Mitochondria & Bioenergetics 1
University of Southampton - BIOL2056: Cell Biology: Mitochondria & Bioenergetics 1
Instructor: Prof Philip T.F. Williamson
Contact: P.T.Williamson@soton.ac.uk
Overview
Bioenergetics
Study focused on how cells utilize energy.
Mitochondria
Study the anatomy and structure of mitochondria.
Chemiosmotic Coupling
Principles of chemiosmotic coupling in energy utilization.
Electron Transport Chain
Mechanisms through which high-energy electrons generate electrochemical gradients, and detailed understanding of reaction complexes coupling electron transport to proton pumping.
ATP Generation
Function of ATPase in converting electrochemical gradients into ATP.

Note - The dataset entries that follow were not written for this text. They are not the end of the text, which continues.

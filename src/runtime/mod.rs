//! Base executor: the capability contract and its reference implementation.

pub mod executor;
pub mod graph_runtime;

pub use executor::{GraphExecutor, OpExec};
pub use graph_runtime::GraphRuntime;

Sources of Cellular Energy
Sources of Energy for Cells:
Sugar
Fatty Acids
Amino Acids
Sunlight
Methane
Adenosine Triphosphate (ATP) as the energy currency.
Eukaryotes:
Use mitochondria and chloroplasts for energy.
Prokaryotes:
Utilize bacterial membranes.
Mitochondrial Anatomy
Structure:
Outer Membrane:
Encloses organelle; facilitates communication with cellular environment.
Inner Membrane:
Contains infoldings known as cristae which increase surface area for energy production.
Matrix:
Contains enzymes for metabolic processes like the TCA cycle and fatty acid oxidation.
Intermembrane Space:
Region between outer and inner membranes; participates in establishing proton gradients.
Origins of Mitochondria
Endosymbiotic Event:
Characterized by presence of:
Double Membrane: reflects evolutionary origins.
cDNA: Mitochondrial-specific circular DNA.
Transcription/Translation: Mitochondria possess unique transcription and translation machineries.
Human mitochondria:
Contains 16 kbp of DNA which encodes:
13 respiratory chain proteins.
Large and small ribosomal RNAs (rRNA).
Specific transfer RNAs (tRNA) essential for translation support.
Mitochondria believed to derive from an ancestor of Rickettsia prowazekii, supporting the endosymbiotic theory.
Functions of Mitochondria
Reactions in Mitochondrial Matrix:
TCA Cycle:
Produces biosynthetic precursors for amino acids, porphyrins (e.g., heme and chlorophyll), and purines/pyrimidines.
Other metabolic processes include:
Beta-Oxidation of Fatty Acids.
Urea Cycle.
Amino Acid Synthesis.
Mitochondrial protein synthesis, producing essential metabolite NADH.
Mitochondrial Membranes
Composition:
Inner Mitochondrial Membrane (IMM):
Rich in proteins involved in the respiratory chain and ATP synthesis, optimized for energy generation and reaction localization.
Outer Mitochondrial Membrane (OMM):
Contains porins facilitating substrate passage and participates in signaling processes.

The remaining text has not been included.